Do I have radon gas in my house?

It's not possible to measure low levels of radon in the house by just holding a Geiger counter in the air but it is quite easy to do if you have a HVAC system (heating or air conditioning that circulates air though a filter).

Radon is a decay product of uranium. Everything in the decay chain before radon is a solid and everything after radon is a solid but randon is a gas. This means radon can move. It can get into your house and especially in winter it has the potential to reach high concentrations because there is a limited amount of fresh air coming into your house.

This is what the uranium-238 decay chain looks like:

uranium-238 decay chain, with radon marked in red
Uranium-238 decay chain (from https://nuclearsafety.gc.ca/eng/resources/fact-sheets/radon-fact-sheet.cfm ). The chain shown here is the most common (highest probability). There are some other chains of Uranium-238 decay that occur with a lower probability. All of them end in Lead-206. The gas Radon has no stable isotopes.

Radon-222 gets into your house and after a half life of 3.8 days it will suddenly "explode" and be no longer a gas. It emits an alpha particle and becomes Polonium-218, a solid. Polonium-218 is electrically charged after the alpha radiation and it will therefore attach itself easily to dust or other surfaces such as air filters and stay there. You can catch the Polonium-218 with the air filter of your heating system. All the elements between Radon-222 and Lead-210 have a rather short half-life:

So what you have to do is: Measure the background radiation around your house to know what the baseline is and then you go to your heating. Pull out the air filter and put the Geiger counter on top. Make sure the heating was running for at least two hours before you measure the filter.

The difference between baseline radiation level and the radiation level on top of your HVAC air filter is a measure for the amount of radon in your house (other factors include how much air per minute goes though the filter and how fine the filter is).
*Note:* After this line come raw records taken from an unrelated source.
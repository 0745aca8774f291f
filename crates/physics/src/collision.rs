//! Vertical snapping, horizontal sliding and swim detection against the block grid.
//!
//! Every test scans the full 27-cell neighbourhood in nearest-first order and
//! never stops at the first contact. When several colliders overlap, the one
//! processed last decides the resolved position. This is an approximation:
//! simultaneous contacts are not merged into a single solve.

use crate::grid::{colliders_for, BlockClass};
use crate::{
    neighbor_cells, Aabb, Axes, Body, KinematicState, LookupPolicy, WorldGrid,
    WorldLookupFailure, EYE_MARGIN, SUBMERSION_BIAS,
};
use glam::DVec3;
use tracing::trace;

/// Share of the block/entity gap applied as push-back during a horizontal slide.
pub const PUSH_BACK_FACTOR: f64 = 0.2;

/// Distance from `v` to the next representable value of larger magnitude.
pub fn ulp(v: f64) -> f64 {
    let magnitude = v.abs();
    if !magnitude.is_finite() {
        return magnitude;
    }
    if magnitude == f64::MAX {
        return 2f64.powi(971);
    }
    f64::from_bits(magnitude.to_bits() + 1) - magnitude
}

/// Result of a liquid scan.
#[derive(Debug, Clone, Copy, Default, PartialEq, Eq)]
pub struct SwimStatus {
    /// The body overlaps at least one liquid collider.
    pub swimming: bool,
    /// The eye point lies inside a liquid collider.
    pub head_under_water: bool,
}

/// Collision queries for one tick against a read-only world.
pub struct CollisionResolver<'w, W: ?Sized> {
    world: &'w W,
    policy: LookupPolicy,
}

impl<'w, W: WorldGrid + ?Sized> CollisionResolver<'w, W> {
    /// Resolver reading `world`, handling lookup failures per `policy`.
    pub fn new(world: &'w W, policy: LookupPolicy) -> Self {
        Self { world, policy }
    }

    /// Snap `state.position.y` out of any solid collider around `origin`.
    ///
    /// If the entity did not move down (`origin.y - y >= 0`) it lands on top of
    /// the block, otherwise it is pushed below it; either way the result is
    /// nudged one ulp away from the face. Returns whether anything was hit.
    pub fn vertical_hit_test<B: Body + ?Sized>(
        &self,
        body: &B,
        state: &mut KinematicState,
        origin: DVec3,
    ) -> Result<bool, WorldLookupFailure> {
        let mut moved = false;

        for cell in neighbor_cells(origin) {
            let colliders = colliders_for(self.world, self.policy, cell, BlockClass::Solid)?;
            let entity = body.aabb_for_position(state.position);

            for block in colliders {
                if !entity.overlaps(&block) {
                    continue;
                }

                let direction = origin.y - state.position.y;
                let half_height = entity.half_extents().y;
                let y = if direction >= 0.0 {
                    let top = block.center().y + block.half_extents().y + half_height;
                    top + ulp(top)
                } else {
                    let bottom = block.center().y - block.half_extents().y - half_height;
                    bottom - ulp(bottom)
                };
                state.position.y = y;
                moved = true;
                trace!(%cell, y, "Vertical contact resolved");
            }
        }

        Ok(moved)
    }

    /// Slide `state.position` along solid colliders it overlaps after moving from `origin`.
    ///
    /// For each overlapping collider the position is rebuilt from `origin`: a
    /// small push towards the contact plus the planar motion projected onto the
    /// contact face. Y stays at `origin.y`. Returns whether anything was hit.
    pub fn horizontal_hit_test<B: Body + ?Sized>(
        &self,
        body: &B,
        state: &mut KinematicState,
        origin: DVec3,
    ) -> Result<bool, WorldLookupFailure> {
        let mut collided = false;

        for cell in neighbor_cells(origin) {
            let colliders = colliders_for(self.world, self.policy, cell, BlockClass::Solid)?;

            for block in colliders {
                let entity = body.aabb_for_position(state.position);
                if !entity.overlaps(&block) {
                    continue;
                }
                collided = true;

                let direction = DVec3::new(
                    state.position.x - origin.x,
                    0.0,
                    state.position.z - origin.z,
                );
                let block_poi = block.closest_point_to(origin);
                let entity_poi = body.aabb_for_position(origin).closest_point_to(block_poi);
                let normal =
                    block.first_hit_plane(direction, origin, entity.half_extents(), Axes::XZ);

                let slide = DVec3::new(normal.z, 0.0, -normal.x);
                let push_back = block_poi - entity_poi;
                let length = slide.dot(direction);

                let mut resolved = origin + push_back * PUSH_BACK_FACTOR + slide * length;
                resolved.y = origin.y;
                state.position = resolved;
                trace!(%cell, ?normal, ?resolved, "Horizontal contact resolved");
            }
        }

        Ok(collided)
    }

    /// Liquid contact of a body at `position`.
    ///
    /// The eye point sits [`EYE_MARGIN`] below the top of the box, raised by
    /// [`SUBMERSION_BIAS`]. Once the head is found submerged no further
    /// containment checks run, but the swimming scan covers every cell.
    pub fn swim_status<B: Body + ?Sized>(
        &self,
        body: &B,
        position: DVec3,
    ) -> Result<SwimStatus, WorldLookupFailure> {
        let entity = body.aabb_for_position(position);
        let eye = position
            + DVec3::new(
                0.0,
                entity.half_extents().y - EYE_MARGIN + SUBMERSION_BIAS,
                0.0,
            );
        let mut status = SwimStatus::default();

        for cell in neighbor_cells(position) {
            for liquid in colliders_for(self.world, self.policy, cell, BlockClass::Liquid)? {
                if !entity.overlaps(&liquid) {
                    continue;
                }
                status.swimming = true;
                if !status.head_under_water && liquid.contains(eye) {
                    status.head_under_water = true;
                }
            }
        }

        Ok(status)
    }

    /// Solid colliders in the neighbourhood of `origin`, nearest cell first.
    pub fn nearby_colliders(&self, origin: DVec3) -> Result<Vec<Aabb>, WorldLookupFailure> {
        let mut colliders = Vec::new();
        for cell in neighbor_cells(origin) {
            colliders.extend(colliders_for(
                self.world,
                self.policy,
                cell,
                BlockClass::Solid,
            )?);
        }
        Ok(colliders)
    }
}

#[cfg(test)]
mod tests {
    use super::*;
    use crate::test_support::{StubBlock, StubGrid};
    use crate::{BlockCell, PlayerBody};

    fn wall_grid() -> StubGrid {
        let mut grid = StubGrid::default();
        grid.fill(
            BlockCell::new(2, 1, -1),
            BlockCell::new(2, 1, 1),
            StubBlock::Solid,
        );
        grid
    }

    #[test]
    fn ulp_matches_next_representable() {
        assert_eq!(ulp(1.0), f64::EPSILON);
        assert_eq!(ulp(-1.0), f64::EPSILON);
        assert_eq!(ulp(0.0), f64::from_bits(1));
        assert!(ulp(1.3) > 0.0 && 1.3 + ulp(1.3) > 1.3);
    }

    #[test]
    fn falling_entity_lands_on_block_top() {
        let mut grid = StubGrid::default();
        grid.set(BlockCell::new(0, 0, 0), StubBlock::Solid);
        let body = PlayerBody::new();
        let origin = DVec3::new(0.0, 1.31, 0.0);
        let mut state = KinematicState::new(DVec3::new(0.0, 1.2, 0.0), 0.0, 0.0);

        let resolver = CollisionResolver::new(&grid, LookupPolicy::Abort);
        assert!(resolver
            .vertical_hit_test(&body, &mut state, origin)
            .unwrap());
        let y = state.position().y;
        assert!(y > 1.3);
        assert_eq!(y, 1.3 + ulp(1.3));
        assert!(!body
            .aabb_for_position(state.position())
            .overlaps(&Aabb::new(DVec3::ZERO, DVec3::splat(0.5))));
    }

    #[test]
    fn rising_entity_is_pushed_below_ceiling() {
        let mut grid = StubGrid::default();
        grid.set(BlockCell::new(0, 2, 0), StubBlock::Solid);
        let body = PlayerBody::new();
        let origin = DVec3::new(0.0, 0.65, 0.0);
        let mut state = KinematicState::new(DVec3::new(0.0, 0.75, 0.0), 0.0, 0.0);

        let resolver = CollisionResolver::new(&grid, LookupPolicy::Abort);
        assert!(resolver
            .vertical_hit_test(&body, &mut state, origin)
            .unwrap());
        assert!(state.position().y < 0.7);
    }

    #[test]
    fn no_contact_leaves_position() {
        let grid = StubGrid::default();
        let body = PlayerBody::new();
        let mut state = KinematicState::new(DVec3::new(0.0, 5.0, 0.0), 0.0, 0.0);
        let resolver = CollisionResolver::new(&grid, LookupPolicy::Abort);
        assert!(!resolver
            .vertical_hit_test(&body, &mut state, DVec3::new(0.0, 5.1, 0.0))
            .unwrap());
        assert!(!resolver
            .horizontal_hit_test(&body, &mut state, DVec3::new(0.0, 5.0, 0.1))
            .unwrap());
        assert_eq!(state.position(), DVec3::new(0.0, 5.0, 0.0));
    }

    #[test]
    fn horizontal_contact_leaves_no_overlap() {
        let grid = wall_grid();
        let body = PlayerBody::new();
        let origin = DVec3::new(1.1, 1.0, 0.0);
        let mut state = KinematicState::new(DVec3::new(1.3, 1.0, 0.0), 0.0, 0.0);

        let resolver = CollisionResolver::new(&grid, LookupPolicy::Abort);
        assert!(resolver
            .horizontal_hit_test(&body, &mut state, origin)
            .unwrap());

        let resolved = body.aabb_for_position(state.position());
        for wall in resolver.nearby_colliders(origin).unwrap() {
            assert!(!resolved.overlaps(&wall), "{resolved:?} overlaps {wall:?}");
        }
        assert!((state.position().x - 1.12).abs() < 1e-12);
        assert_eq!(state.position().y, 1.0);
    }

    #[test]
    fn diagonal_motion_slides_along_wall() {
        let grid = wall_grid();
        let body = PlayerBody::new();
        let origin = DVec3::new(1.1, 1.0, 0.0);
        let mut state = KinematicState::new(DVec3::new(1.3, 1.0, 0.1), 0.0, 0.0);

        let resolver = CollisionResolver::new(&grid, LookupPolicy::Abort);
        assert!(resolver
            .horizontal_hit_test(&body, &mut state, origin)
            .unwrap());
        assert!((state.position().z - 0.1).abs() < 1e-12);
        assert!(state.position().x < 1.2);
    }

    #[test]
    fn swim_status_tracks_body_and_eye() {
        let body = PlayerBody::new();
        let position = DVec3::new(0.0, 1.0, 0.0);

        let mut deep = StubGrid::default();
        deep.fill(
            BlockCell::new(-1, 0, -1),
            BlockCell::new(1, 2, 1),
            StubBlock::Liquid,
        );
        let status = CollisionResolver::new(&deep, LookupPolicy::Abort)
            .swim_status(&body, position)
            .unwrap();
        assert_eq!(
            status,
            SwimStatus {
                swimming: true,
                head_under_water: true
            }
        );

        let mut shallow = StubGrid::default();
        shallow.fill(
            BlockCell::new(-1, 0, -1),
            BlockCell::new(1, 1, 1),
            StubBlock::Liquid,
        );
        let status = CollisionResolver::new(&shallow, LookupPolicy::Abort)
            .swim_status(&body, position)
            .unwrap();
        assert!(status.swimming);
        assert!(!status.head_under_water);
    }

    #[test]
    fn lookup_failure_aborts_scan() {
        let mut grid = wall_grid();
        grid.fail_at(BlockCell::new(1, 1, 0));
        let body = PlayerBody::new();
        let mut state = KinematicState::new(DVec3::new(1.3, 1.0, 0.0), 0.0, 0.0);

        let strict = CollisionResolver::new(&grid, LookupPolicy::Abort);
        let err = strict
            .horizontal_hit_test(&body, &mut state, DVec3::new(1.1, 1.0, 0.0))
            .unwrap_err();
        assert_eq!(
            err,
            WorldLookupFailure::Unloaded {
                cell: BlockCell::new(1, 1, 0)
            }
        );

        let lenient = CollisionResolver::new(&grid, LookupPolicy::TreatAsAir);
        assert!(lenient
            .horizontal_hit_test(&body, &mut state, DVec3::new(1.1, 1.0, 0.0))
            .unwrap());
    }
}
//! Movement Worldtest
//!
//! Focus areas:
//! - Sliding along a wall instead of stopping dead
//! - Liquid detection for body and head
//! - Free flight through solid terrain in god mode
//! - Lifting entities that fell out of the world back onto the terrain

use blockmotion_audio::SoundLog;
use blockmotion_physics::{
    BlockCell, DVec3, MovableEntity, MovementParams, PlayerBody, PlayerCommands,
};
use blockmotion_testkit::{run_micro_worldtest, MicroWorldtestConfig};
use blockmotion_world::{BlockKind, VoxelGrid};
use serde::Serialize;

const WORLD_SEED: u64 = 9001;
const GROUND_HEIGHT: i32 = 4;

struct Scenario {
    grid: VoxelGrid,
    player: MovableEntity<PlayerBody, SoundLog>,
}

#[derive(Debug, Clone, Serialize)]
struct Frame {
    position: [f64; 3],
    max_x: f64,
}

fn player_at(position: DVec3) -> MovableEntity<PlayerBody, SoundLog> {
    MovableEntity::new(
        PlayerBody::new(),
        MovementParams::default(),
        SoundLog::default(),
        position,
    )
    .expect("default params are valid")
}

fn walking(yaw_deg: f64) -> PlayerCommands {
    PlayerCommands {
        forward: true,
        yaw: yaw_deg,
        ..Default::default()
    }
}

#[test]
fn player_slides_along_wall() {
    let mut grid = VoxelGrid::flat(WORLD_SEED, 1, GROUND_HEIGHT, BlockKind::Grass);
    grid.fill(
        BlockCell::new(3, 5, -12),
        BlockCell::new(3, 6, 8),
        BlockKind::Stone,
    )
    .unwrap();

    let mut player = player_at(DVec3::new(1.5, 5.4, 0.0));
    player.body_mut().set_commands(walking(45.0));

    let mut collisions = 0;
    let report = run_micro_worldtest(
        MicroWorldtestConfig::new("wall_slide", 150),
        Scenario { grid, player },
        |_, s| {
            let tick = s.player.update(&s.grid)?;
            if tick.horizontal_collision {
                collisions += 1;
            }
            Ok(())
        },
        |_, s| Frame {
            position: s.player.position().to_array(),
            max_x: s.player.aabb().max().x,
        },
    )
    .expect("run completes");

    for frame in report.snapshots() {
        // The wall's west face is at x = 2.5.
        assert!(frame.max_x <= 2.5, "entered wall: {}", frame.max_x);
    }
    let last = report.last().unwrap();
    assert!(last.max_x > 2.4, "never reached wall: {}", last.max_x);
    assert!(last.position[2] < -2.0, "stopped instead of sliding: {:?}", last.position);
    assert!(collisions > 0);
}

#[test]
fn walking_without_obstacles_keeps_heading() {
    let grid = VoxelGrid::flat(WORLD_SEED, 1, GROUND_HEIGHT, BlockKind::Grass);
    let mut player = player_at(DVec3::new(0.0, 5.4, 0.0));
    player.body_mut().set_commands(walking(90.0));

    let mut horizontal = 0;
    for _ in 0..100 {
        if player.update(&grid).unwrap().horizontal_collision {
            horizontal += 1;
        }
    }
    assert_eq!(horizontal, 0);
    assert!(player.position().x > 1.0);
    assert!(player.position().z.abs() < 1e-9);
    assert!(player.state().step_counter() > 1.0);
}

#[test]
fn swim_status_tracks_body_and_head() {
    let mut grid = VoxelGrid::flat(WORLD_SEED, 1, GROUND_HEIGHT, BlockKind::Grass);
    grid.fill(
        BlockCell::new(-2, 2, -2),
        BlockCell::new(2, 4, 2),
        BlockKind::Water,
    )
    .unwrap();

    let mut player = player_at(DVec3::new(0.0, 3.0, 0.0));
    player.set_god_mode(true);

    player.update(&grid).unwrap();
    assert!(player.state().is_swimming());
    assert!(player.state().is_head_under_water());

    player.teleport(DVec3::new(0.0, 4.5, 0.0));
    player.update(&grid).unwrap();
    assert!(player.state().is_swimming());
    assert!(!player.state().is_head_under_water());

    player.teleport(DVec3::new(0.0, 7.0, 0.0));
    player.update(&grid).unwrap();
    assert!(!player.state().is_swimming());
    assert!(!player.state().is_head_under_water());
}

#[test]
fn water_slows_sinking() {
    let mut grid = VoxelGrid::flat(WORLD_SEED, 1, GROUND_HEIGHT, BlockKind::Grass);
    grid.fill(
        BlockCell::new(-3, 2, -3),
        BlockCell::new(3, 4, 3),
        BlockKind::Water,
    )
    .unwrap();

    let start = 3.5;
    let mut player = player_at(DVec3::new(0.0, start, 0.0));
    for _ in 0..20 {
        player.update(&grid).unwrap();
    }
    assert!(player.state().is_swimming());
    assert!(!player.state().touching_ground());
    // Twenty ticks of dry falling would cover more than a block.
    assert!(start - player.position().y < 0.3, "sank to {}", player.position().y);
}

#[test]
fn god_mode_flies_through_terrain() {
    let mut grid = VoxelGrid::flat(WORLD_SEED, 1, GROUND_HEIGHT, BlockKind::Grass);
    grid.fill(
        BlockCell::new(2, 3, -1),
        BlockCell::new(3, 8, 1),
        BlockKind::Stone,
    )
    .unwrap();

    let mut player = player_at(DVec3::new(0.0, 4.0, 0.0));
    player.set_god_mode(true);
    player.body_mut().set_commands(walking(90.0));

    for _ in 0..150 {
        let report = player.update(&grid).unwrap();
        assert!(!report.vertical_collision);
        assert!(!report.horizontal_collision);
        assert!(report.sounds_played.is_empty());
    }
    assert!(player.position().x > 4.0, "x = {}", player.position().x);
    assert_eq!(player.position().y, 4.0);
    assert_eq!(player.state().gravity(), 0.0);
}

#[test]
fn fallen_player_is_lifted_onto_terrain() {
    let mut grid = VoxelGrid::flat(WORLD_SEED, 1, GROUND_HEIGHT, BlockKind::Grass);
    grid.set_block(BlockCell::new(3, 7, 5), BlockKind::StoneSlab)
        .unwrap();

    let mut player = player_at(DVec3::new(3.7, -3.0, 5.2));
    let report = player.update(&grid).unwrap();
    assert!(report.clamped_to_terrain);
    // Column (3, 5): the slab on top of the pillar of air wins over the grass.
    assert_eq!(player.position().y, 7.0);

    let mut elsewhere = player_at(DVec3::new(-6.9, -40.0, 2.5));
    elsewhere.update(&grid).unwrap();
    assert_eq!(elsewhere.position().y, 4.5);
}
It is quite surprising how radioactive the air filter is. Here are some pictures from my house and the house of a friend:

baseline-houseA filter houseA
baseline houseB filter houseB
Pic 1: Baseline house A: 20CPM, 0.133μSv/h; Pic 2: filter house A: 76CPM, 0.506μSv/h;
Pic 3: Baseline house B: 29CPM, 0.193μSv/h; Pic 4: filter house B: 197CPM, 1.246μSv/h;

It's interesting how radioactive such a HVAC filter is and it shows that there is radon-222. At this point I don't know how to convert these measurements into useful levels. That is: I don't know at what μSv/h level produced by this measurement should you take action and install a radon mitigation system. I can however say that official tests consider the above levels as "no action required" because I had done an official radon test.

The Polonium-218 decays into other elements until it reaches within a half-life of 47min the much more stable Lead-210. Thus if you put the filter on the side without using it then you will see that it goes quickly back to near background levels:
filter after 2h of not using it
Filter house B after setting it aside for 2hours: 32CPM, 0.213μSv/h

My Geiger counter and normal background levels

I am using a Geiger counter that came as a kit. It's called GC10. It uses a Russian SBM-20 tube. A very reliable and popular tube. Geiger counters measure the amount of radiation crossing the tube per minute. This is called CPM, counts per minute. It can then be converted into μSv/h. This conversion factor from CPM to μSv/h is a function of the size of the tube. For the SBM-20 you have to divide the CPM value by 150 to get μSv/h. μSv/h (micro sievert per hour) is an official measurement for the radiation doses absorbed per body volume. The GC10 counter shows unfortunately in its display μSv and not μSv/h. This is a "typo" and it was probably done to save space in the display and align the numbers nicely. It is measuring μSv/h and the number behind μSv is the amount of μSv/h.

The Canadian government publishes a map of normal Natural Background Radiation in Canada and it changes from city to city dependent on the amount of natural radioactive elements in the soil. Basically the amount of uranium that is in the ground in a given area:

That table uses the unit μSv/y (micro sievert per year). You have to divide those numbers by 8760 to get to μSv/h (the unit that most Geiger counters show).